The longer you live, the better it gets

I went down to the Bowery one night last week to see Aoife O’Donovan sing to a ballroom packed with young people standing for two hours and whooping and yelling — I sat up in the balcony and whooped and yelled too — and what the woman could do with her voice and guitar was astonishing, utterly fabulous, and for a man my age to be astonished is remarkable, she was competing with my memory of Uncle Jim handing me the reins to his horse-drawn hayrack and my grandma chopping the head off a chicken and seeing Buster Keaton perform at the Minnesota State Fair and also Paul Simon at Madison Square Garden and Renée Fleming in Der Rosenkavalier, but there she is, Aoife, in my pantheon of wonderment.

I came home from the Bowery to learn that a dear friend, Christine Jacobson, had died — amazement and mortality in one evening, and it’s a rare privilege to be aware of both, the beauty of life and the brevity. I look down from my balcony seat on the heads of young people excited by an artist and in their behalf I am worried about our country, with so many of our countrymen in favor of resuming the Civil War, with our history of trillions spent on wars in Vietnam and Iraq from which no benefit whatever was gained, but the exhilaration of the young is better than bourbon, more wonderful than wine.

Two young people called my wife recently and she put the phone on Speaker and I could hear the quiet joy in their voices that told the story, no explanation needed: she was pregnant, a child is on the way, she can feel it moving. Someday, I trust, my grandson will call me and I’ll hear that joy in his voice, and the Keillor line will extend into the 22nd century.

I am descended, in part, from William Cox, a British seaman aboard a man-o’-war docked in Charleston harbor in the early 19th century, who jumped ship, which was a capital offense, and made his way to Pennsylvania and settled among Quakers who were unlikely to turn a man in for desertion, and married Elizabeth Boggs who bore a daughter, Martha Ann, who married David Powell from whom my paternal grandmother, the one who beheaded the chicken, was descended. I sat by her bedside when she died in 1964, tended by her daughters. She and her twin sister had been railroad telegraphers, a rare thing for women in 1900 — they had learned Morse code as kids to give each other the answers to tests in school — and she became a schoolteacher and married my grandfather, who was on the school board.

Having a grandma who’d taught school was a big factor in my childhood: I wrote her letters and was very careful about spelling and grammar. I write this sentence now and I am aware of Grandma Dora. If I came home with a poor grade, my mother said, “Grandma would be disappointed,” and her possible disappointment weighed very heavily on me. I became a professional journalist at age 14, writing sports for a weekly newspaper, and my grandma read them and approved. And so a man finds his career.

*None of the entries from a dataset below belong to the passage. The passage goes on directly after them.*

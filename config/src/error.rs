//! Error types for loading application definitions.

use std::path::PathBuf;

use thiserror::Error;

/// Errors that can occur while loading or building a definition.
#[derive(Debug, Error)]
pub enum ConfigError {
    /// File I/O failure.
    #[error("I/O error: {0}")]
    IoError(#[from] std::io::Error),

    /// JSON parsing or serialization failure.
    #[error("JSON error: {0}")]
    JsonError(#[from] serde_json::Error),

    /// YAML parsing or serialization failure.
    #[error("YAML error: {0}")]
    YamlError(#[from] serde_yaml::Error),

    /// The file extension is none of `.json`, `.yml`, `.yaml`.
    #[error("unsupported definition format: {}", .0.display())]
    UnsupportedFormat(PathBuf),

    /// The definition parsed but describes an invalid command tree.
    #[error("invalid definition: {0}")]
    InvalidDefinition(#[from] cmdroute_core::Error),
}

/// Convenience alias for results with [`ConfigError`].
pub type Result<T> = std::result::Result<T, ConfigError>;
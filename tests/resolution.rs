//! End-to-end resolution tests over the declared route table.

use std::sync::Arc;

use waypoint::config::{validate_config, RouterConfig};
use waypoint::history::HistoryMode;
use waypoint::navigation::Navigator;
use waypoint::routing::{ResolveError, Resolver, RouteTable};
use waypoint::view::TextView;

fn table_from(config: &RouterConfig) -> Arc<RouteTable> {
    let mut builder = RouteTable::builder();
    for route in &config.routes {
        builder = builder.route(&route.path, &route.name, TextView::shared(route.name.clone()));
    }
    Arc::new(builder.build().unwrap())
}

#[test]
fn declared_table_resolves_every_path_to_its_name() {
    let config = RouterConfig::default();
    assert!(validate_config(&config).is_ok());

    let resolver = Resolver::new(table_from(&config));
    for route in &config.routes {
        // Resolve twice: same entry both times, table untouched.
        assert_eq!(resolver.resolve(&route.path).unwrap().name(), route.name);
        assert_eq!(resolver.resolve(&route.path).unwrap().name(), route.name);
    }
    assert_eq!(resolver.table().len(), 6);
}

#[test]
fn root_vault_unknown_and_empty_scenarios() {
    let resolver = Resolver::new(table_from(&RouterConfig::default()));

    assert_eq!(resolver.resolve("/").unwrap().name(), "gateway");
    assert_eq!(resolver.resolve("/vault").unwrap().name(), "vault");
    assert_eq!(
        resolver.resolve("/unknown").unwrap_err(),
        ResolveError::NotFound {
            path: "/unknown".to_string()
        }
    );
    assert_eq!(resolver.resolve("").unwrap().name(), "gateway");
}

#[test]
fn navigation_session_over_the_declared_table() {
    let config = RouterConfig::default();
    let resolver = Resolver::new(table_from(&config));
    let mut navigator = Navigator::new(resolver, config.history_mode);

    assert_eq!(navigator.navigate("/").unwrap().route, "gateway");
    assert_eq!(navigator.navigate("/poetry").unwrap().route, "poetry");
    assert_eq!(
        navigator.navigate("/shayari-generator").unwrap().route,
        "shayari-generator"
    );

    // A dead link does not disturb the session.
    assert!(navigator.navigate("/does-not-exist").is_err());
    assert_eq!(navigator.current(), Some("/shayari-generator"));

    assert_eq!(navigator.back().unwrap().route, "poetry");
    assert_eq!(navigator.forward().unwrap().route, "shayari-generator");
}

#[test]
fn back_redisplays_when_base_matches_a_route_path() {
    let config = RouterConfig {
        base: "/hub".to_string(),
        ..RouterConfig::default()
    };
    assert!(validate_config(&config).is_ok());

    let resolver = Resolver::with_base(table_from(&config), config.base.clone());
    let mut navigator = Navigator::new(resolver, config.history_mode);

    assert_eq!(navigator.navigate("/hub/hub").unwrap().route, "hub");
    assert_eq!(navigator.navigate("/hub/vault").unwrap().route, "vault");

    // Recorded paths are canonical; traversal must not strip the base
    // off them again.
    assert_eq!(navigator.back().unwrap().route, "hub");
    assert_eq!(navigator.forward().unwrap().route, "vault");
}

#[test]
fn hash_mode_session_with_base() {
    let config = RouterConfig {
        base: "/app".to_string(),
        history_mode: HistoryMode::Hash,
        ..RouterConfig::default()
    };
    assert!(validate_config(&config).is_ok());

    let resolver = Resolver::with_base(table_from(&config), config.base.clone());
    let mut navigator = Navigator::new(resolver, config.history_mode);

    assert_eq!(navigator.navigate("/app#/coupons").unwrap().route, "coupons");
    assert_eq!(navigator.navigate("/app#/hub").unwrap().route, "hub");
    assert_eq!(navigator.navigate("/app").unwrap().route, "gateway");
    assert_eq!(navigator.back().unwrap().route, "hub");
}
//! Routing subsystem.
//!
//! # Data Flow
//! ```text
//! Navigation target (path string)
//!     → resolver.rs (normalize, strip base, exact lookup)
//!     → table.rs (ordered immutable entries)
//!     → Return: matched RouteEntry or NotFound
//!
//! Table Construction (at startup):
//!     (path, name, view) triples
//!     → RouteTableBuilder (explicit, no global registry)
//!     → Uniqueness checks (path, name)
//!     → Freeze as immutable RouteTable
//! ```
//!
//! # Design Decisions
//! - Table built once at startup, immutable for the process lifetime
//! - Exact path equality only; no dynamic segments, no regex
//! - Deterministic: same target always resolves to the same entry
//! - Explicit NotFound rather than silent default
//! - Shared read-only state, so no locking discipline is needed

pub mod resolver;
pub mod table;

pub use resolver::{ResolveError, Resolver};
pub use table::{RouteEntry, RouteTable, RouteTableBuilder, TableError};
//! Configuration validation.
//!
//! # Responsibilities
//! - Semantic validation (serde handles syntactic)
//! - Check route paths are absolute literals
//! - Enforce the static table invariants (unique paths, unique names)
//!
//! # Design Decisions
//! - Returns all validation errors, not just the first
//! - Validation is a pure function: RouterConfig → Result<(), Vec<ValidationError>>
//! - Runs before the config is accepted into the system

use thiserror::Error;

use crate::config::schema::RouterConfig;

/// A single semantic problem with a configuration.
#[derive(Debug, Clone, PartialEq, Eq, Error)]
pub enum ValidationError {
    #[error("route path {0:?} must start with '/'")]
    PathNotAbsolute(String),

    #[error("route name for path {0:?} must not be empty")]
    EmptyName(String),

    #[error("duplicate route path {0:?}")]
    DuplicatePath(String),

    #[error("duplicate route name {0:?}")]
    DuplicateName(String),

    #[error("base {0:?} must start with '/' and must not end with '/'")]
    InvalidBase(String),
}

/// Check every semantic invariant, collecting all violations.
pub fn validate_config(config: &RouterConfig) -> Result<(), Vec<ValidationError>> {
    let mut errors = Vec::new();

    if !config.base.is_empty() && (!config.base.starts_with('/') || config.base.ends_with('/')) {
        errors.push(ValidationError::InvalidBase(config.base.clone()));
    }

    for (i, route) in config.routes.iter().enumerate() {
        if !route.path.starts_with('/') {
            errors.push(ValidationError::PathNotAbsolute(route.path.clone()));
        }
        if route.name.is_empty() {
            errors.push(ValidationError::EmptyName(route.path.clone()));
        }
        for earlier in &config.routes[..i] {
            if earlier.path == route.path {
                errors.push(ValidationError::DuplicatePath(route.path.clone()));
            }
            if earlier.name == route.name {
                errors.push(ValidationError::DuplicateName(route.name.clone()));
            }
        }
    }

    if errors.is_empty() {
        Ok(())
    } else {
        Err(errors)
    }
}
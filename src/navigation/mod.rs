//! Navigation layer.
//!
//! # Data Flow
//! ```text
//! navigate(target)
//!     → HistoryMode extracts the path
//!     → Resolver (exact lookup)
//!     → on match: record in History, render the view
//!     → on NotFound: error to the caller, history untouched
//! ```
//!
//! # Design Decisions
//! - Rendering replaces the displayed view; it never feeds back into the
//!   table, so resolving twice yields the same entry both times
//! - NotFound is the caller's to handle (fallback view); the navigator
//!   performs no recovery
//! - back()/forward() re-resolve recorded paths; the table is immutable,
//!   so those resolutions cannot fail

use crate::history::{History, HistoryMode, MemoryHistory};
use crate::routing::{ResolveError, Resolver};

/// Output of a successful navigation: the matched route and its view's
/// rendered body.
#[derive(Debug, Clone, PartialEq, Eq)]
pub struct Rendered {
    pub route: String,
    pub body: String,
}

/// Ties resolution to history tracking and the render side effect.
pub struct Navigator {
    resolver: Resolver,
    history: Box<dyn History>,
    mode: HistoryMode,
}

impl Navigator {
    pub fn new(resolver: Resolver, mode: HistoryMode) -> Self {
        Self::with_history(resolver, mode, Box::new(MemoryHistory::new()))
    }

    /// Use a caller-supplied history collaborator.
    pub fn with_history(resolver: Resolver, mode: HistoryMode, history: Box<dyn History>) -> Self {
        Self {
            resolver,
            history,
            mode,
        }
    }

    pub fn mode(&self) -> HistoryMode {
        self.mode
    }

    /// The path of the currently displayed view, if any navigation happened.
    pub fn current(&self) -> Option<&str> {
        self.history.current()
    }

    /// Resolve a target and display its view, recording a history entry.
    pub fn navigate(&mut self, target: &str) -> Result<Rendered, ResolveError> {
        let path = self.mode.extract_path(target);
        let entry = self.resolver.resolve(path)?;
        let rendered = Rendered {
            route: entry.name().to_string(),
            body: entry.view().render(),
        };
        let canonical = entry.path().to_string();
        self.history.push(&canonical);
        tracing::info!(path = %canonical, route = %rendered.route, "navigated");
        Ok(rendered)
    }

    /// Like [`navigate`](Self::navigate), but replaces the current history
    /// entry instead of pushing a new one.
    pub fn redirect(&mut self, target: &str) -> Result<Rendered, ResolveError> {
        let path = self.mode.extract_path(target);
        let entry = self.resolver.resolve(path)?;
        let rendered = Rendered {
            route: entry.name().to_string(),
            body: entry.view().render(),
        };
        let canonical = entry.path().to_string();
        self.history.replace(&canonical);
        tracing::info!(path = %canonical, route = %rendered.route, "redirected");
        Ok(rendered)
    }

    /// Step back in history and re-display that view.
    pub fn back(&mut self) -> Option<Rendered> {
        let path = self.history.back()?;
        self.redisplay(&path)
    }

    /// Step forward in history and re-display that view.
    pub fn forward(&mut self) -> Option<Rendered> {
        let path = self.history.forward()?;
        self.redisplay(&path)
    }

    fn redisplay(&self, path: &str) -> Option<Rendered> {
        // Recorded paths are canonical entries from the immutable table;
        // look them up directly so the base is not stripped a second time.
        let entry = self.resolver.table().entry_by_path(path)?;
        Some(Rendered {
            route: entry.name().to_string(),
            body: entry.view().render(),
        })
    }
}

I wrote a magazine piece about a radio show, which led me to start my own, which is how I came to know Aoife and I’d sung with her before, and now, sitting in the balcony, I was dazed with admiration. Admiration of her artistry and also of the openhearted enthusiasm of the crowd below. To me it’s all connected somehow, the desertion of Mr. Cox from the cruelty of life below decks, my good penmanship writing to Grandma, the old radio show, and the woman on stage bestowing enormous gifts on us all.

Mortality is what makes the gifts enormous. That afternoon I got a phone call from my old pal George, who is 87 and who announced that he’d been bounced out of hospice because he’d failed to die and was feeling very chipper about it. He recalled eulogies I’d given at funerals for our friends Arvonne and Martin and he seemed to be angling for me to eulogize him. I said, “George, if I do it for you then everyone’s going to want it for them. I used to think death was a tragedy and now it’s a trend.”

A necessary trend. There are people standing in the crowd who will need to sit down and we in the balcony need to make room for them.

Marriage is a game and two can play it

BANK STOCKS SKID was the scary headline days ago sending shivers of 1929 and old newsreels of breadlines on Wall Street and Dorothea Lange photographs of migrant women and naturally the thought of a Crash makes me think we need to go out for entertainment, of which New York has plenty.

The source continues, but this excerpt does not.